Am frühen Morgen des 3. Mai verfolgte ein 30-jähriger marokkanischer Migrant eine alkoholisierte junge Frau in der öffentlichen Toilette des 18. Bezirks Paris. Die Opferin, die zu diesem Zeitpunkt durch den Alkoholkonsum besonders unsicher war, ahnte nicht, dass sie von einem Mann angegriffen werden würde. Doch ihre Situation wurde plötzlich gebrochen: Eine Streife der Anti-Kriminalitäts-Brigade (BAC) entdeckte das Verhalten des Täters und folgte ihm direkt in die Toilette.

Als die Polizisten die leicht geöffnete Tür aufstießen, stellten sie fest, dass der Marokkaner bereits seine Hosen heruntergelassen hatte – und dabei versuchte, die wehrlose Frau zu vergewaltigen. Sofort intervenierte die Polizei, nahm den Täter in Haft und ermittelte wegen Vergewaltigung. Bislang ist unbekannt, ob der Mann einen gültigen Aufenthaltstitel vorweisen kann.
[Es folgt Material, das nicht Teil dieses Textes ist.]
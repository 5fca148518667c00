use axum::{
    Json,
    extract::{State, rejection::JsonRejection},
    http::StatusCode,
    response::{IntoResponse, Response},
};
use serde::Serialize;
use serde_json::Value;
use std::sync::Arc;

use crate::model::{Education, Experience, Message, Profile, Project, Skill};
use crate::server::AppState;
use crate::validation::{self, ValidationIssue};

#[derive(Debug, Serialize)]
pub struct ErrorResponse {
    pub message: String,
    #[serde(skip_serializing_if = "Option::is_none")]
    pub field: Option<String>,
}

/// Failure outcomes of the API handlers
#[derive(Debug)]
pub enum ApiError {
    /// Client input failed validation (400)
    Validation(ValidationIssue),
    /// Expected absence of a resource (404)
    NotFound(&'static str),
    /// Anything the store reports (500)
    Internal(crate::Error),
}

impl From<crate::Error> for ApiError {
    fn from(err: crate::Error) -> Self {
        ApiError::Internal(err)
    }
}

impl IntoResponse for ApiError {
    fn into_response(self) -> Response {
        let (status, body) = match self {
            ApiError::Validation(issue) => (
                StatusCode::BAD_REQUEST,
                ErrorResponse { message: issue.message, field: Some(issue.field) },
            ),
            ApiError::NotFound(message) => (
                StatusCode::NOT_FOUND,
                ErrorResponse { message: message.to_string(), field: None },
            ),
            ApiError::Internal(err) => {
                tracing::error!("Request failed: {}", err);
                (
                    StatusCode::INTERNAL_SERVER_ERROR,
                    ErrorResponse { message: "Internal Server Error".to_string(), field: None },
                )
            }
        };
        (status, Json(body)).into_response()
    }
}

pub async fn get_profile(State(state): State<Arc<AppState>>) -> Result<Json<Profile>, ApiError> {
    state
        .store
        .profile()?
        .map(Json)
        .ok_or(ApiError::NotFound("Profile not found"))
}

pub async fn list_skills(State(state): State<Arc<AppState>>) -> Result<Json<Vec<Skill>>, ApiError> {
    Ok(Json(state.store.skills()?))
}

pub async fn list_projects(State(state): State<Arc<AppState>>) -> Result<Json<Vec<Project>>, ApiError> {
    Ok(Json(state.store.projects()?))
}

pub async fn list_experience(State(state): State<Arc<AppState>>) -> Result<Json<Vec<Experience>>, ApiError> {
    Ok(Json(state.store.experience()?))
}

pub async fn list_education(State(state): State<Arc<AppState>>) -> Result<Json<Vec<Education>>, ApiError> {
    Ok(Json(state.store.education()?))
}

pub async fn create_message(
    State(state): State<Arc<AppState>>,
    payload: Result<Json<Value>, JsonRejection>,
) -> Result<(StatusCode, Json<Message>), ApiError> {
    let Json(body) = payload.map_err(|rejection| {
        ApiError::Validation(ValidationIssue::new("", rejection.body_text()))
    })?;

    let input = validation::validate_message(&body).map_err(|issue| {
        tracing::debug!("Rejected message: {}", issue);
        ApiError::Validation(issue)
    })?;

    let message = state.store.create_message(input)?;
    tracing::info!("Stored contact message {}", message.id);
    Ok((StatusCode::CREATED, Json(message)))
}

pub async fn api_not_found() -> ApiError {
    ApiError::NotFound("Not found")
}
pub struct Icons;

impl Icons {
    pub const ROCKET: &str = "🚀";
    pub const CHECK: &str = "✅";
    pub const WARN: &str = "⚠️";
    pub const INFO: &str = "ℹ️";
    pub const STATS: &str = "📊";
    pub const DATABASE: &str = "🗄️";
    pub const MAIL: &str = "✉️";
    pub const SPARKLE: &str = "✨";
}
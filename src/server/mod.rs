use axum::{
    Router,
    routing::{get, post},
};
use std::net::SocketAddr;
use std::path::PathBuf;
use std::sync::Arc;
use tower_http::cors::CorsLayer;
use tower_http::services::{ServeDir, ServeFile};
use tower_http::trace::TraceLayer;

use crate::seed;
use crate::storage::ContentStore;

pub mod routes;

/// Server state
pub struct AppState {
    pub store: Arc<dyn ContentStore>,
}

/// Listener and static-file settings for the HTTP server
#[derive(Debug, Clone)]
pub struct ServerOptions {
    pub addr: SocketAddr,
    /// Built frontend to serve for non-API paths
    pub static_dir: Option<PathBuf>,
}

/// Build the application router.
///
/// API routes live under `/api`. Other paths fall through to the static
/// directory when one is given, with `index.html` for client-side routes.
pub fn build_router(state: Arc<AppState>, static_dir: Option<PathBuf>) -> Router {
    let api = Router::new()
        .route("/profile", get(routes::get_profile))
        .route("/skills", get(routes::list_skills))
        .route("/projects", get(routes::list_projects))
        .route("/experience", get(routes::list_experience))
        .route("/education", get(routes::list_education))
        .route("/messages", post(routes::create_message))
        .fallback(routes::api_not_found);

    let mut app = Router::new().nest("/api", api);
    if let Some(dir) = static_dir {
        let index = dir.join("index.html");
        app = app.fallback_service(ServeDir::new(dir).fallback(ServeFile::new(index)));
    }

    app.layer(TraceLayer::new_for_http())
        .layer(CorsLayer::permissive())
        .with_state(state)
}

/// Seed the store, then serve until Ctrl-C or SIGTERM.
pub async fn start_server(options: ServerOptions, store: Arc<dyn ContentStore>) -> anyhow::Result<()> {
    let state = Arc::new(AppState { store: store.clone() });
    let app = build_router(state, options.static_dir.clone());

    let report = seed::seed_store(store.as_ref())?;
    tracing::debug!("Seed: {}", report);

    let listener = tokio::net::TcpListener::bind(options.addr).await?;
    tracing::info!("Starting server on {} ({} store)", options.addr, store.backend());
    crate::ui::header(&format!("Server running at http://{}", options.addr));

    axum::serve(listener, app)
        .with_graceful_shutdown(shutdown_signal())
        .await?;

    tracing::info!("Server stopped, closing store");
    store.close()?;
    Ok(())
}

async fn shutdown_signal() {
    let ctrl_c = async {
        if let Err(e) = tokio::signal::ctrl_c().await {
            tracing::error!("Failed to listen for Ctrl-C: {}", e);
        }
    };

    #[cfg(unix)]
    let terminate = async {
        match tokio::signal::unix::signal(tokio::signal::unix::SignalKind::terminate()) {
            Ok(mut signal) => {
                signal.recv().await;
            }
            Err(e) => {
                tracing::error!("Failed to listen for SIGTERM: {}", e);
                std::future::pending::<()>().await;
            }
        }
    };

    #[cfg(not(unix))]
    let terminate = std::future::pending::<()>();

    tokio::select! {
        _ = ctrl_c => {},
        _ = terminate => {},
    }
}
use tabled::{settings::Style, Table, Tabled};

use crate::storage::StoreStats;

#[derive(Tabled)]
pub struct TableRow {
    #[tabled(rename = "Collection")]
    pub collection: String,
    #[tabled(rename = "Rows")]
    pub rows: String,
}

pub struct TableBuilder {
    rows: Vec<TableRow>,
}

impl TableBuilder {
    pub fn new() -> Self {
        Self { rows: Vec::new() }
    }

    pub fn add_row(&mut self, label: &str, value: &str) {
        self.rows.push(TableRow {
            collection: label.to_string(),
            rows: value.to_string(),
        });
    }

    pub fn build(&self) -> String {
        if self.rows.is_empty() {
            return String::new();
        }

        Table::new(&self.rows).with(Style::rounded()).to_string()
    }
}

impl Default for TableBuilder {
    fn default() -> Self {
        Self::new()
    }
}

pub fn stats_table(stats: &StoreStats) -> String {
    let mut builder = TableBuilder::new();
    for (label, count) in stats.rows() {
        builder.add_row(label, &count.to_string());
    }
    builder.build()
}

#[cfg(test)]
mod tests {
    use super::*;

    #[test]
    fn test_stats_table_lists_every_collection() {
        let stats = StoreStats { skills: 11, messages: 2, ..StoreStats::default() };
        let table = stats_table(&stats);
        for label in ["Profiles", "Skills", "Projects", "Experience", "Education", "Messages"] {
            assert!(table.contains(label), "missing {}", label);
        }
        assert!(table.contains("11"));
    }

    #[test]
    fn test_empty_builder_renders_nothing() {
        assert!(TableBuilder::new().build().is_empty());
    }
}
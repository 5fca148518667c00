//! Database schema definitions

/// SQL to create the profile table
pub const CREATE_PROFILE_TABLE: &str = r#"
CREATE TABLE IF NOT EXISTS profile (
    id INTEGER PRIMARY KEY AUTOINCREMENT,
    name TEXT NOT NULL,
    title TEXT NOT NULL,
    bio TEXT NOT NULL,
    location TEXT NOT NULL,
    email TEXT NOT NULL,
    github_url TEXT,
    linkedin_url TEXT,
    resume_url TEXT
)
"#;

/// SQL to create the skills table
pub const CREATE_SKILLS_TABLE: &str = r#"
CREATE TABLE IF NOT EXISTS skills (
    id INTEGER PRIMARY KEY AUTOINCREMENT,
    name TEXT NOT NULL,
    category TEXT NOT NULL
)
"#;

/// SQL to create the projects table
/// `technologies` holds a JSON array of strings
pub const CREATE_PROJECTS_TABLE: &str = r#"
CREATE TABLE IF NOT EXISTS projects (
    id INTEGER PRIMARY KEY AUTOINCREMENT,
    title TEXT NOT NULL,
    description TEXT NOT NULL,
    image_url TEXT NOT NULL,
    project_url TEXT,
    repo_url TEXT,
    technologies TEXT NOT NULL
)
"#;

/// SQL to create the experience table
pub const CREATE_EXPERIENCE_TABLE: &str = r#"
CREATE TABLE IF NOT EXISTS experience (
    id INTEGER PRIMARY KEY AUTOINCREMENT,
    company TEXT NOT NULL,
    position TEXT NOT NULL,
    period TEXT NOT NULL,
    description TEXT NOT NULL
)
"#;

/// SQL to create the education table
pub const CREATE_EDUCATION_TABLE: &str = r#"
CREATE TABLE IF NOT EXISTS education (
    id INTEGER PRIMARY KEY AUTOINCREMENT,
    school TEXT NOT NULL,
    degree TEXT NOT NULL,
    field TEXT NOT NULL,
    year TEXT NOT NULL
)
"#;

/// SQL to create the messages table
/// `created_at` is written by the store at insertion time (UTC, full
/// precision); the column default only covers rows inserted without one
pub const CREATE_MESSAGES_TABLE: &str = r#"
CREATE TABLE IF NOT EXISTS messages (
    id INTEGER PRIMARY KEY AUTOINCREMENT,
    name TEXT NOT NULL,
    email TEXT NOT NULL,
    message TEXT NOT NULL,
    created_at TEXT NOT NULL DEFAULT (strftime('%Y-%m-%d %H:%M:%f', 'now'))
)
"#;

/// All schema creation statements
pub fn all_schema_statements() -> Vec<&'static str> {
    vec![
        CREATE_PROFILE_TABLE,
        CREATE_SKILLS_TABLE,
        CREATE_PROJECTS_TABLE,
        CREATE_EXPERIENCE_TABLE,
        CREATE_EDUCATION_TABLE,
        CREATE_MESSAGES_TABLE,
    ]
}
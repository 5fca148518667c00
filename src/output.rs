use std::sync::OnceLock;

static QUIET: OnceLock<bool> = OnceLock::new();

/// Human-readable CLI output is suppressed when `FOLIO_QUIET` is set
pub fn is_quiet() -> bool {
    *QUIET.get_or_init(|| {
        std::env::var("FOLIO_QUIET")
            .map(|v| v == "1" || v.eq_ignore_ascii_case("true"))
            .unwrap_or(false)
    })
}
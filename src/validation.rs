//! Contact-form input validation
//!
//! The message body is checked against a small declared schema, field by
//! field in declaration order. Only the first failure is reported, as a
//! dotted field path plus a human-readable message.

use std::sync::OnceLock;

use regex::Regex;
use serde::Serialize;
use serde_json::{Map, Value};

use crate::model::NewMessage;

/// First validation failure for a request body
#[derive(Debug, Clone, PartialEq, Eq, Serialize)]
pub struct ValidationIssue {
    pub message: String,
    pub field: String,
}

impl ValidationIssue {
    pub fn new(field: impl Into<String>, message: impl Into<String>) -> Self {
        Self {
            message: message.into(),
            field: field.into(),
        }
    }
}

impl std::fmt::Display for ValidationIssue {
    fn fmt(&self, f: &mut std::fmt::Formatter<'_>) -> std::fmt::Result {
        if self.field.is_empty() {
            write!(f, "{}", self.message)
        } else {
            write!(f, "{}: {}", self.field, self.message)
        }
    }
}

#[derive(Debug, Clone, Copy, PartialEq, Eq)]
enum FieldRule {
    /// Non-empty string
    Text,
    /// Non-empty string that looks like an email address
    Email,
}

fn email_pattern() -> &'static Regex {
    static EMAIL: OnceLock<Regex> = OnceLock::new();
    EMAIL.get_or_init(|| {
        Regex::new(r"(?i)^[A-Z0-9_'+\-.]*[A-Z0-9_+\-]@(?:[A-Z0-9][A-Z0-9\-]*\.)+[A-Z]{2,}$")
            .expect("email pattern is valid")
    })
}

/// Syntactic email check: local part without leading or doubled dots,
/// dotted domain ending in an alphabetic TLD.
pub fn is_valid_email(value: &str) -> bool {
    !value.starts_with('.') && !value.contains("..") && email_pattern().is_match(value)
}

fn type_name(value: &Value) -> &'static str {
    match value {
        Value::Null => "null",
        Value::Bool(_) => "boolean",
        Value::Number(_) => "number",
        Value::String(_) => "string",
        Value::Array(_) => "array",
        Value::Object(_) => "object",
    }
}

fn check_field<'a>(
    body: &'a Map<String, Value>,
    field: &str,
    rule: FieldRule,
) -> Result<&'a str, ValidationIssue> {
    let text = match body.get(field) {
        None | Some(Value::Null) => return Err(ValidationIssue::new(field, "Required")),
        Some(Value::String(text)) => text.as_str(),
        Some(other) => {
            return Err(ValidationIssue::new(
                field,
                format!("Expected string, received {}", type_name(other)),
            ));
        }
    };

    if text.is_empty() {
        return Err(ValidationIssue::new(
            field,
            "String must contain at least 1 character(s)",
        ));
    }
    if rule == FieldRule::Email && !is_valid_email(text) {
        return Err(ValidationIssue::new(field, "Invalid email"));
    }
    Ok(text)
}

/// Validate a contact-form body into a [`NewMessage`].
///
/// Unknown fields are ignored.
pub fn validate_message(body: &Value) -> Result<NewMessage, ValidationIssue> {
    let Value::Object(map) = body else {
        return Err(ValidationIssue::new(
            "",
            format!("Expected object, received {}", type_name(body)),
        ));
    };

    // Checked in this order; the first failure wins
    let name = check_field(map, "name", FieldRule::Text)?;
    let email = check_field(map, "email", FieldRule::Email)?;
    let message = check_field(map, "message", FieldRule::Text)?;

    Ok(NewMessage {
        name: name.to_string(),
        email: email.to_string(),
        message: message.to_string(),
    })
}
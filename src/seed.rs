//! First-run population of the portfolio reference data
//!
//! Seeding only happens when the store has no profile, so re-running it
//! against a persistent store that was seeded before is a no-op.

use crate::Result;
use crate::model::{NewEducation, NewExperience, NewProfile, NewProject, NewSkill};
use crate::storage::ContentStore;

/// Name of the seeded profile
pub const SEED_PROFILE_NAME: &str = "Felix Xu";

/// Outcome of a seed run
#[derive(Debug, Clone, Copy, PartialEq, Eq)]
pub enum SeedReport {
    /// A profile already existed; nothing was written
    Skipped,
    Seeded {
        skills: usize,
        projects: usize,
        experience: usize,
        education: usize,
    },
}

impl std::fmt::Display for SeedReport {
    fn fmt(&self, f: &mut std::fmt::Formatter<'_>) -> std::fmt::Result {
        match self {
            SeedReport::Skipped => write!(f, "profile already present, seed skipped"),
            SeedReport::Seeded { skills, projects, experience, education } => write!(
                f,
                "seeded profile, {} skills, {} projects, {} experience, {} education",
                skills, projects, experience, education
            ),
        }
    }
}

pub fn seed_profile() -> NewProfile {
    NewProfile {
        name: SEED_PROFILE_NAME.to_string(),
        title: "Software Engineer Graduate".to_string(),
        bio: "Aspiring software engineer with strong software engineering fundamentals in \
              Artificial Intelligence and problem solving. Passionate about creating immersive \
              experiences with cutting edge technology and user focused design."
            .to_string(),
        location: "Melbourne, Australia".to_string(),
        email: "felixxu8@gmail.com".to_string(),
        github_url: Some("https://github.com/XUBOI2806".to_string()),
        linkedin_url: Some("https://www.linkedin.com/in/felix-xu-eng/".to_string()),
        resume_url: Some(
            "https://drive.google.com/file/d/1LF798q2MsP5mEbUYdB211Ycu2qzXegXd/view?usp=drive_link"
                .to_string(),
        ),
    }
}

pub fn seed_skills() -> Vec<NewSkill> {
    [
        ("JavaScript", "Frontend"),
        ("TypeScript", "Frontend"),
        ("React", "Frontend"),
        ("Node.js", "Backend"),
        ("Express", "Backend"),
        ("PostgreSQL", "Backend"),
        ("Python", "Languages"),
        ("C++", "Languages"),
        ("C#", "Languages"),
        ("Git", "Tools"),
        ("Docker", "Tools"),
    ]
    .into_iter()
    .map(|(name, category)| NewSkill::new(name, category))
    .collect()
}

fn project(title: &str, description: &str, image_url: &str, technologies: &[&str]) -> NewProject {
    NewProject {
        title: title.to_string(),
        description: description.to_string(),
        image_url: image_url.to_string(),
        project_url: Some("#".to_string()),
        repo_url: Some("#".to_string()),
        technologies: technologies.iter().map(|t| t.to_string()).collect(),
    }
}

pub fn seed_projects() -> Vec<NewProject> {
    vec![
        project(
            "Valorant Chatbot",
            "A full-featured online store with product listings, cart functionality, and payment processing integration.",
            "/valorant_coach.png",
            &["LangChain", "Next.js", "PostgreSQL"],
        ),
        project(
            "TabSaver",
            "Collaborative task manager with real-time updates and team features.",
            "/tabsaver.png",
            &["Next.js", "PostgreSQL", "Stripe"],
        ),
        project(
            "NorthStar Website",
            "Developed a chatbot feature for QEERIAI's NorthStar, an AI-powered platform redefining career planning and workforce development.",
            "/northstar.png",
            &["Azure", "API", "Chart.js"],
        ),
        project(
            "Kitsunetic",
            "A roguelike game built using Unity where the player is a shape-shifting Kitsune who operates a cyber repair store by day and gathers materials at night.",
            "/kitsunetic.png",
            &["Unity", "Maya"],
        ),
        project(
            "VR Soccer Simulation",
            "Supported a PhD research study on VR sports training by creating a realistic soccer simulation environment.",
            "/vr.jpg",
            &["Unity", "VR", "Python"],
        ),
        project(
            "AR Shopping List",
            "An AR application prototype that identifies shopping items in real time and checks them off a virtual shopping list.",
            "/ar.jpg",
            &["YOLO", "Unity"],
        ),
    ]
}

pub fn seed_experience() -> Vec<NewExperience> {
    vec![NewExperience {
        company: "Creative Plastering Group".to_string(),
        position: "Technical Data Engineer".to_string(),
        period: "06/2023 - 04/2025".to_string(),
        description: "Entrusted with the responsibility of organizing and managing data to ensure \
                      streamlined operations and informed decision-making."
            .to_string(),
    }]
}

pub fn seed_education() -> Vec<NewEducation> {
    vec![NewEducation {
        school: "Monash University".to_string(),
        degree: "Bachelor of Software Engineering (Honours)".to_string(),
        field: "Engineering".to_string(),
        year: "2021-2025".to_string(),
    }]
}

/// Seed the store if it has no profile yet.
///
/// Inserts the profile, skills, projects, experience and education, in
/// that order.
pub fn seed_store(store: &dyn ContentStore) -> Result<SeedReport> {
    if store.profile()?.is_some() {
        tracing::debug!("Profile present, skipping seed");
        return Ok(SeedReport::Skipped);
    }

    store.create_profile(seed_profile())?;

    let skills = seed_skills();
    let skill_count = skills.len();
    for skill in skills {
        store.create_skill(skill)?;
    }

    let projects = seed_projects();
    let project_count = projects.len();
    for project in projects {
        store.create_project(project)?;
    }

    let experience = seed_experience();
    let experience_count = experience.len();
    for entry in experience {
        store.create_experience(entry)?;
    }

    let education = seed_education();
    let education_count = education.len();
    for entry in education {
        store.create_education(entry)?;
    }

    let report = SeedReport::Seeded {
        skills: skill_count,
        projects: project_count,
        experience: experience_count,
        education: education_count,
    };
    tracing::info!("Seeded {} store: {}", store.backend(), report);
    Ok(report)
}
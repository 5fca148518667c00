//! In-process storage used when no database is configured

use std::sync::atomic::{AtomicI64, Ordering};
use std::sync::{RwLock, RwLockReadGuard, RwLockWriteGuard};

use chrono::Utc;

use super::{ContentStore, StoreStats};
use crate::model::{
    Education, Experience, Message, NewEducation, NewExperience, NewMessage, NewProfile,
    NewProject, NewSkill, Profile, Project, Skill,
};
use crate::{Error, Result};

#[derive(Default)]
struct Collections {
    profiles: Vec<Profile>,
    skills: Vec<Skill>,
    projects: Vec<Project>,
    experience: Vec<Experience>,
    education: Vec<Education>,
    messages: Vec<Message>,
}

/// Memory-backed portfolio store.
///
/// One id counter is shared by every collection, so ids are unique across
/// the whole store rather than per collection.
pub struct MemoryStore {
    data: RwLock<Collections>,
    next_id: AtomicI64,
}

impl MemoryStore {
    pub fn new() -> Self {
        Self {
            data: RwLock::new(Collections::default()),
            next_id: AtomicI64::new(1),
        }
    }

    fn allocate_id(&self) -> i64 {
        self.next_id.fetch_add(1, Ordering::SeqCst)
    }

    fn read(&self) -> Result<RwLockReadGuard<'_, Collections>> {
        self.data.read().map_err(|_| poisoned())
    }

    fn write(&self) -> Result<RwLockWriteGuard<'_, Collections>> {
        self.data.write().map_err(|_| poisoned())
    }
}

impl Default for MemoryStore {
    fn default() -> Self {
        Self::new()
    }
}

fn poisoned() -> Error {
    Error::StoreUnavailable("in-memory store lock poisoned".to_string())
}

impl ContentStore for MemoryStore {
    fn backend(&self) -> &'static str {
        "memory"
    }

    fn profile(&self) -> Result<Option<Profile>> {
        Ok(self.read()?.profiles.first().cloned())
    }

    fn skills(&self) -> Result<Vec<Skill>> {
        Ok(self.read()?.skills.clone())
    }

    fn projects(&self) -> Result<Vec<Project>> {
        Ok(self.read()?.projects.clone())
    }

    fn experience(&self) -> Result<Vec<Experience>> {
        Ok(self.read()?.experience.clone())
    }

    fn education(&self) -> Result<Vec<Education>> {
        Ok(self.read()?.education.clone())
    }

    fn messages(&self) -> Result<Vec<Message>> {
        Ok(self.read()?.messages.clone())
    }

    fn create_message(&self, message: NewMessage) -> Result<Message> {
        let mut data = self.write()?;
        // Allocated under the write lock so ids and timestamps follow push order
        let record = message.into_record(self.allocate_id(), Utc::now());
        data.messages.push(record.clone());
        Ok(record)
    }

    fn create_profile(&self, profile: NewProfile) -> Result<Profile> {
        let mut data = self.write()?;
        let record = profile.into_record(self.allocate_id());
        data.profiles.push(record.clone());
        Ok(record)
    }

    fn create_skill(&self, skill: NewSkill) -> Result<Skill> {
        let mut data = self.write()?;
        let record = skill.into_record(self.allocate_id());
        data.skills.push(record.clone());
        Ok(record)
    }

    fn create_project(&self, project: NewProject) -> Result<Project> {
        project.check()?;
        let mut data = self.write()?;
        let record = project.into_record(self.allocate_id());
        data.projects.push(record.clone());
        Ok(record)
    }

    fn create_experience(&self, experience: NewExperience) -> Result<Experience> {
        let mut data = self.write()?;
        let record = experience.into_record(self.allocate_id());
        data.experience.push(record.clone());
        Ok(record)
    }

    fn create_education(&self, education: NewEducation) -> Result<Education> {
        let mut data = self.write()?;
        let record = education.into_record(self.allocate_id());
        data.education.push(record.clone());
        Ok(record)
    }

    fn stats(&self) -> Result<StoreStats> {
        let data = self.read()?;
        Ok(StoreStats {
            profiles: data.profiles.len(),
            skills: data.skills.len(),
            projects: data.projects.len(),
            experience: data.experience.len(),
            education: data.education.len(),
            messages: data.messages.len(),
        })
    }
}

#[cfg(test)]
mod tests {
    use super::*;
    use std::sync::Arc;

    fn sample_message(i: usize) -> NewMessage {
        NewMessage {
            name: format!("Sender {}", i),
            email: format!("sender{}@example.com", i),
            message: "Hi".to_string(),
        }
    }

    #[test]
    fn test_empty_store_reads() {
        let store = MemoryStore::new();
        assert!(store.profile().unwrap().is_none());
        assert!(store.skills().unwrap().is_empty());
        assert!(store.projects().unwrap().is_empty());
        assert!(store.experience().unwrap().is_empty());
        assert!(store.education().unwrap().is_empty());
        assert_eq!(store.stats().unwrap(), StoreStats::default());
    }

    #[test]
    fn test_counter_is_shared_across_collections() {
        let store = MemoryStore::new();
        let skill = store.create_skill(NewSkill::new("Rust", "Languages")).unwrap();
        let message = store.create_message(sample_message(0)).unwrap();
        let other = store.create_skill(NewSkill::new("Go", "Languages")).unwrap();

        assert_eq!(skill.id, 1);
        assert_eq!(message.id, 2);
        assert_eq!(other.id, 3);
        assert_eq!(store.skills().unwrap(), vec![skill, other]);
    }

    #[test]
    fn test_message_timestamp_is_insertion_time() {
        let store = MemoryStore::new();
        let before = Utc::now();
        let message = store.create_message(sample_message(1)).unwrap();
        assert!(message.created_at >= before);
        assert!(message.created_at <= Utc::now());
    }

    #[test]
    fn test_concurrent_message_ids_are_unique() {
        let store = Arc::new(MemoryStore::new());
        let handles: Vec<_> = (0..8)
            .map(|t| {
                let store = Arc::clone(&store);
                std::thread::spawn(move || {
                    (0..25)
                        .map(|i| store.create_message(sample_message(t * 100 + i)).unwrap().id)
                        .collect::<Vec<_>>()
                })
            })
            .collect();

        let mut ids: Vec<i64> = handles.into_iter().flat_map(|h| h.join().unwrap()).collect();
        ids.sort_unstable();
        ids.dedup();
        assert_eq!(ids.len(), 200);

        // Stored order matches id order
        let stored = store.messages().unwrap();
        assert!(stored.windows(2).all(|w| w[0].id < w[1].id));
    }
}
In vielen französischen Städten häufen sich solche Fälle: Männer aus Afrika und dem Nahen Osten scheuen nicht davor zurück, ihre Opfer in der Öffentlichkeit zu vergewaltigen. Frauen und Mädchen haben somit zunehmend weniger Sicherheit auf den Straßen – besonders wenn Polizeistreifen nicht flächendeckend unterwegs sind. Die Ereignisse im Pariser Bezirk zeigen erneut die gefährliche Situation für Frauen in der Nähe von Migranten, die durch fehlende Kontrolle und fehlende Präsenz der Sicherheitskräfte zur Opfer werden können.